Let $f : (N, \infty) \to \mathbb (0,\infty)$ be a strictly increasing, concave function such that $f(x) \to \infty$ and $f(x) = o(x)$ for $x \to \infty$, where $N > 0$. Also, let $f$ be twice differentiable (or more if needed).

Define $g(x):= f^{-1}\big(\sqrt{xf(x)} \big)$ where the definition makes sense (i.e. for all $x$ such that $\sqrt{x f(x)} > f(N)$).

Does it follow that $g$ is convex for large $x$? That is, if the restriction $g|_{[K, \infty)}$ is convex for some $K>0$.

Also: I'd like to know if $h(x):= g(x)/x$ is increasing for large $x$.

Thoughts

The idea is that the geometric mean $\sqrt{x f(x)}$ sort of pulls $f$ up toward the 45 degree line, straighening it out a bit.
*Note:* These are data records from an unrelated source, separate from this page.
use std::io::{self, Read, Write};
use std::sync::Arc;
use std::thread;

use muxprims_mux::Channel;
use muxprims_proxy::{ExecRequest, RemoteProcess};
use tracing::{debug, info};

use crate::cmd::target::Session;
use crate::cmd::ExecArgs;
use crate::exit::{io_error, proxy_error, CliError, CliResult, INTERNAL, USAGE};
use crate::logging::LogLevel;

pub fn run(args: ExecArgs, log_level: LogLevel) -> CliResult<i32> {
    let request = build_request(&args)?;
    let session = Session::connect(&args.target, log_level)?;
    let process = Arc::new(
        session
            .client
            .exec(&request)
            .map_err(|err| proxy_error("exec failed", err))?,
    );

    let cancel = Arc::clone(&process);
    ctrlc::set_handler(move || {
        info!("interrupted; cancelling remote process");
        let _ = cancel.destroy();
    })
    .map_err(|err| CliError::new(INTERNAL, format!("signal handler setup failed: {err}")))?;

    if args.no_stdin {
        process
            .close_stdin()
            .map_err(|err| io_error("closing remote stdin failed", err))?;
    } else {
        let input = Arc::clone(&process);
        thread::Builder::new()
            .name("stdin".into())
            .spawn(move || forward_stdin(&input))
            .map_err(|err| io_error("thread spawn failed", err))?;
    }

    let errors = Arc::clone(&process);
    let stderr_thread = thread::Builder::new()
        .name("stderr".into())
        .spawn(move || relay(errors.stderr(), io::stderr()))
        .map_err(|err| io_error("thread spawn failed", err))?;

    relay(process.stdout(), io::stdout());
    let _ = stderr_thread.join();

    let code = process
        .wait()
        .map_err(|err| proxy_error("waiting for exit code failed", err))?;
    debug!(code, "remote process finished");
    process.close();
    session.close();
    Ok(code)
}

fn build_request(args: &ExecArgs) -> CliResult<ExecRequest> {
    let mut request = ExecRequest::new(args.argv.iter().cloned())
        .redirect_stderr(args.merge_stderr)
        .append_env(!args.clear_env);
    if let Some(dir) = &args.cwd {
        request = request.dir(dir.clone());
    }
    for pair in &args.env {
        let (key, value) = pair
            .split_once('=')
            .filter(|(key, _)| !key.is_empty())
            .ok_or_else(|| CliError::new(USAGE, format!("--env expects KEY=VALUE, got {pair:?}")))?;
        request = request.env(key, value);
    }
    Ok(request)
}

fn forward_stdin(process: &RemoteProcess) {
    let mut stdin = io::stdin().lock();
    let mut remote = process.stdin();
    let mut buf = [0u8; 8192];
    loop {
        let n = match stdin.read(&mut buf) {
            Ok(0) | Err(_) => break,
            Ok(n) => n,
        };
        if remote.write_all(&buf[..n]).and_then(|()| remote.flush()).is_err() {
            return;
        }
    }
    let _ = process.close_stdin();
}

fn relay(mut channel: &Channel, mut out: impl Write) {
    let mut buf = [0u8; 8192];
    loop {
        let n = match channel.read(&mut buf) {
            Ok(0) | Err(_) => break,
            Ok(n) => n,
        };
        if out.write_all(&buf[..n]).and_then(|()| out.flush()).is_err() {
            break;
        }
    }
}
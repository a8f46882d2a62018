use std::io::{self, Read, Write};
use std::sync::atomic::{AtomicU8, Ordering};
use std::sync::{Arc, Condvar, Mutex, MutexGuard, PoisonError, Weak};

use bytes::{Buf, Bytes, BytesMut};
use muxprims_frame::Frame;
use tracing::{debug, trace};

use crate::error::{MuxError, Result};
use crate::lock;
use crate::multiplexer::Shared;

/// Lifecycle state of a channel as seen by the local side.
#[derive(Debug, Clone, Copy, PartialEq, Eq)]
pub enum ChannelState {
    /// Usable in both directions.
    Open,
    /// CLOSE sent, waiting for the peer's CLOSEACK.
    Closing,
    /// Handshake finished (or the multiplexer shut down).
    Closed,
}

impl ChannelState {
    fn from_u8(value: u8) -> Self {
        match value {
            0 => ChannelState::Open,
            1 => ChannelState::Closing,
            _ => ChannelState::Closed,
        }
    }

    fn as_u8(self) -> u8 {
        match self {
            ChannelState::Open => 0,
            ChannelState::Closing => 1,
            ChannelState::Closed => 2,
        }
    }
}

/// One bidirectional byte stream carried by a [`crate::Multiplexer`].
///
/// `Channel` is a cheap handle; clones refer to the same channel. Reads and
/// writes go through [`std::io::Read`] and [`std::io::Write`], implemented
/// for both `Channel` and `&Channel` so one thread can read while another
/// writes.
///
/// Reading grants the peer credit for the free space in the inbound buffer
/// and blocks until data arrives. Writing buffers up to the channel capacity
/// and then sends TRANSMIT frames no larger than the credit the peer has
/// granted, blocking while no credit is available.
#[derive(Clone)]
pub struct Channel {
    inner: Arc<Inner>,
}

struct Inner {
    id: u8,
    command: bool,
    capacity: usize,
    mux: Weak<Shared>,
    // Transitions happen only under the multiplexer lock.
    state: AtomicU8,
    inbound: Mutex<Inbound>,
    readable: Condvar,
    outbound: Mutex<Outbound>,
    writable: Condvar,
}

struct Inbound {
    buf: BytesMut,
    outstanding: usize,
    eof: bool,
    disconnected: bool,
}

struct Outbound {
    buf: BytesMut,
    credit: usize,
    write_closed: bool,
    disconnected: bool,
}

fn wait<'a, T>(condvar: &Condvar, guard: MutexGuard<'a, T>) -> MutexGuard<'a, T> {
    condvar.wait(guard).unwrap_or_else(PoisonError::into_inner)
}

fn broken_pipe(id: u8) -> io::Error {
    io::Error::new(
        io::ErrorKind::BrokenPipe,
        format!("channel {id} is disconnected"),
    )
}

impl Channel {
    pub(crate) fn new(id: u8, command: bool, capacity: usize, mux: Weak<Shared>) -> Self {
        Self {
            inner: Arc::new(Inner {
                id,
                command,
                capacity,
                mux,
                state: AtomicU8::new(ChannelState::Open.as_u8()),
                inbound: Mutex::new(Inbound {
                    buf: BytesMut::with_capacity(capacity),
                    outstanding: 0,
                    eof: false,
                    disconnected: false,
                }),
                readable: Condvar::new(),
                outbound: Mutex::new(Outbound {
                    buf: BytesMut::with_capacity(capacity),
                    credit: 0,
                    write_closed: false,
                    disconnected: false,
                }),
                writable: Condvar::new(),
            }),
        }
    }

    /// Channel id on the wire.
    pub fn id(&self) -> u8 {
        self.inner.id
    }

    /// Whether this is the multiplexer's command channel.
    pub fn is_command(&self) -> bool {
        self.inner.command
    }

    pub fn state(&self) -> ChannelState {
        ChannelState::from_u8(self.inner.state.load(Ordering::Acquire))
    }

    pub fn is_open(&self) -> bool {
        self.state() == ChannelState::Open
    }

    /// Buffer capacity of each direction.
    pub fn capacity(&self) -> usize {
        self.inner.capacity
    }

    /// Bytes that can be read without blocking.
    pub fn available(&self) -> usize {
        lock(&self.inner.inbound).buf.len()
    }

    /// Whether two handles refer to the same channel.
    pub fn same_channel(&self, other: &Channel) -> bool {
        Arc::ptr_eq(&self.inner, &other.inner)
    }

    /// Flush buffered output and end the outbound byte stream.
    ///
    /// The peer's reads drain what was sent and then return end-of-stream.
    /// The inbound direction is unaffected.
    pub fn shutdown_write(&self) -> io::Result<()> {
        let mut out = lock(&self.inner.outbound);
        if out.write_closed {
            return Ok(());
        }
        out = self.push(out)?;
        out.write_closed = true;
        self.send(Frame::end_of_stream(self.inner.id))
            .map_err(io::Error::from)?;
        trace!(channel = self.inner.id, "write side closed");
        drop(out);
        Ok(())
    }

    /// Close the channel.
    ///
    /// Buffered output is sent as far as the current credit allows; the rest
    /// is discarded. Blocked readers and writers are released immediately.
    /// The id is reclaimed once the peer acknowledges. Calling `close` again
    /// does nothing.
    pub fn close(&self) {
        if !self.is_open() {
            return;
        }
        self.flush_available();
        match self.inner.mux.upgrade() {
            Some(mux) => {
                if mux.begin_close(self) {
                    debug!(mux = %mux.name(), channel = self.inner.id, "closing channel");
                }
            }
            None => self.set_state(ChannelState::Closed),
        }
        self.disconnect();
    }

    pub(crate) fn set_state(&self, state: ChannelState) {
        self.inner.state.store(state.as_u8(), Ordering::Release);
    }

    /// Wake every blocked reader and writer and drop buffered data.
    /// Reads then report end-of-stream; writes fail with `BrokenPipe`.
    pub(crate) fn disconnect(&self) {
        {
            let mut inbound = lock(&self.inner.inbound);
            inbound.disconnected = true;
            inbound.buf.clear();
            self.inner.readable.notify_all();
        }
        let mut out = lock(&self.inner.outbound);
        out.disconnected = true;
        out.buf.clear();
        self.inner.writable.notify_all();
    }

    /// Store a TRANSMIT payload arriving from the peer.
    pub(crate) fn deliver(&self, payload: Bytes) -> Result<()> {
        let mut inbound = lock(&self.inner.inbound);
        if inbound.disconnected {
            trace!(
                channel = self.inner.id,
                len = payload.len(),
                "discarding data for closed channel"
            );
            return Ok(());
        }
        if payload.is_empty() {
            inbound.eof = true;
            self.inner.readable.notify_all();
            return Ok(());
        }

        let free = self.inner.capacity - inbound.buf.len();
        if payload.len() > free {
            return Err(MuxError::Overflow {
                channel: self.inner.id,
                len: payload.len(),
                free,
            });
        }
        inbound.outstanding = inbound.outstanding.saturating_sub(payload.len());
        inbound.buf.extend_from_slice(&payload);
        self.inner.readable.notify_all();
        Ok(())
    }

    /// Add credit granted by a REQUEST from the peer.
    pub(crate) fn grant(&self, credit: u32) {
        let mut out = lock(&self.inner.outbound);
        if out.disconnected {
            return;
        }
        out.credit = out.credit.saturating_add(credit as usize);
        self.inner.writable.notify_all();
    }

    fn send(&self, frame: Frame) -> Result<()> {
        let mux = self.inner.mux.upgrade().ok_or(MuxError::NotRunning)?;
        mux.send_for(self, frame)
    }

    fn read_some(&self, buf: &mut [u8]) -> io::Result<usize> {
        if buf.is_empty() {
            return Ok(0);
        }
        let mut inbound = lock(&self.inner.inbound);
        loop {
            if !inbound.buf.is_empty() {
                let n = buf.len().min(inbound.buf.len());
                buf[..n].copy_from_slice(&inbound.buf[..n]);
                inbound.buf.advance(n);
                return Ok(n);
            }
            if inbound.eof || inbound.disconnected {
                return Ok(0);
            }

            let free = self.inner.capacity - inbound.buf.len();
            let want = free.saturating_sub(inbound.outstanding);
            if want > 0 {
                inbound.outstanding += want;
                let frame = Frame::Request {
                    channel: self.inner.id,
                    credit: want as u32,
                };
                if self.send(frame).is_err() {
                    return Ok(0);
                }
            }
            inbound = wait(&self.inner.readable, inbound);
        }
    }

    fn write_some(&self, data: &[u8]) -> io::Result<usize> {
        let mut out = lock(&self.inner.outbound);
        let mut written = 0;
        while written < data.len() {
            if out.disconnected || out.write_closed {
                return Err(broken_pipe(self.inner.id));
            }
            let space = self.inner.capacity - out.buf.len();
            if space == 0 {
                out = self.push(out)?;
                continue;
            }
            let n = space.min(data.len() - written);
            out.buf.extend_from_slice(&data[written..written + n]);
            written += n;
        }
        Ok(written)
    }

    fn flush_buffered(&self) -> io::Result<()> {
        let out = lock(&self.inner.outbound);
        if out.buf.is_empty() {
            return Ok(());
        }
        drop(self.push(out)?);
        Ok(())
    }

    /// Send every buffered byte, waiting for credit as needed.
    fn push<'a>(&self, mut out: MutexGuard<'a, Outbound>) -> io::Result<MutexGuard<'a, Outbound>> {
        while !out.buf.is_empty() {
            if out.disconnected {
                return Err(broken_pipe(self.inner.id));
            }
            if out.credit == 0 {
                out = wait(&self.inner.writable, out);
                continue;
            }
            let n = out.buf.len().min(out.credit);
            let payload = out.buf.split_to(n).freeze();
            out.credit -= n;
            self.send(Frame::transmit(self.inner.id, payload))
                .map_err(io::Error::from)?;
        }
        Ok(out)
    }

    /// Send what the current credit covers without waiting; drop the rest.
    fn flush_available(&self) {
        let mut out = lock(&self.inner.outbound);
        while !out.buf.is_empty() && out.credit > 0 && !out.disconnected {
            let n = out.buf.len().min(out.credit);
            let payload = out.buf.split_to(n).freeze();
            out.credit -= n;
            if self.send(Frame::transmit(self.inner.id, payload)).is_err() {
                break;
            }
        }
        if !out.buf.is_empty() {
            debug!(
                channel = self.inner.id,
                len = out.buf.len(),
                "discarding unsent data on close"
            );
            out.buf.clear();
        }
    }
}

impl Read for Channel {
    fn read(&mut self, buf: &mut [u8]) -> io::Result<usize> {
        self.read_some(buf)
    }
}

impl Read for &Channel {
    fn read(&mut self, buf: &mut [u8]) -> io::Result<usize> {
        self.read_some(buf)
    }
}

impl Write for Channel {
    fn write(&mut self, buf: &[u8]) -> io::Result<usize> {
        self.write_some(buf)
    }

    fn flush(&mut self) -> io::Result<()> {
        self.flush_buffered()
    }
}

impl Write for &Channel {
    fn write(&mut self, buf: &[u8]) -> io::Result<usize> {
        self.write_some(buf)
    }

    fn flush(&mut self) -> io::Result<()> {
        self.flush_buffered()
    }
}

impl std::fmt::Debug for Channel {
    fn fmt(&self, f: &mut std::fmt::Formatter<'_>) -> std::fmt::Result {
        f.debug_struct("Channel")
            .field("id", &self.inner.id)
            .field("state", &self.state())
            .field("command", &self.inner.command)
            .finish()
    }
}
This is still concave (which isn't too hard to show, knowing the geometric mean is a concave function), but "less" so. Applying the convex $f^{-1}$ to $f(x)$ yields $x$, sort of cancelling out the concavity. But applying $f^{-1}$ to $[xf(x)]^{1/2}$ should yield a convex function, since we already brought $f(x)$ a bit in this direction with the geometric mean.

Computing the second derivative of $g$ shows that convexity of $g$ at $x$ is equivalent to $$ \frac{y''(x)}{y'({x})} \geq \frac{f''(\tilde{x})}{f'(\tilde{x})} $$ where $y(x) = \sqrt{xf(x)}$ and $\tilde{x}$ is defined by $$ f(\tilde{x})= y(x), $$ which formalizes your strategy to proceed via showing that "$y$ is more convex than $f$". I wasn't able to show this inequality.

A partial answer to your second question:

For any sufficiently smooth function $g$, if $g$ is eventually uniformly convex, then $g(x)/x$ is eventually increasing.

(Uniform convexity of $f$ on $(a, b)$ means that there exists a constant $C>0$ such that $f''(x)>C$ for all $x\in (a, b)$.)

Proof: Assume $g$ is uniformly convex on $(x_0, \infty)$. Then we have $$ g(x) = g(x_0) + \int_{x_0}^{x} g'(y) dy \\ = g(x_0) + \int_{x_0}^x (g'(x) - \int_{y}^x g''(z)dz) dy \\ \leq g(x_0) + (x-x_0) g'(x) - \frac{(x-x_0)^2}{2}C $$ for all $x>x_0$, which we may rewrite as $\frac{g(x)-g(x_0)}{x-x_0} + \frac{x-x_0}{2}C \leq g'(x)$. If we pick $x_1>x_0$ such that $\frac{x_1-x_0}{2}C\geq \frac{g(x_0)}{x_1-x_0}$, we obtain $$ g'(x) \geq g(x)/x $$ for all $x>x_1$ and therefore $$ \frac{d}{dx} \frac{g(x)}{x} = \frac{g'(x)x - g(x)}{x^2} > 0 $$ for all $x>x_1$.

And

There is a strictly convex function $g(x)$ such that $g(x)/x$ is strictly decreasing

Proof: $g(x):=\sqrt{1+x^2}$.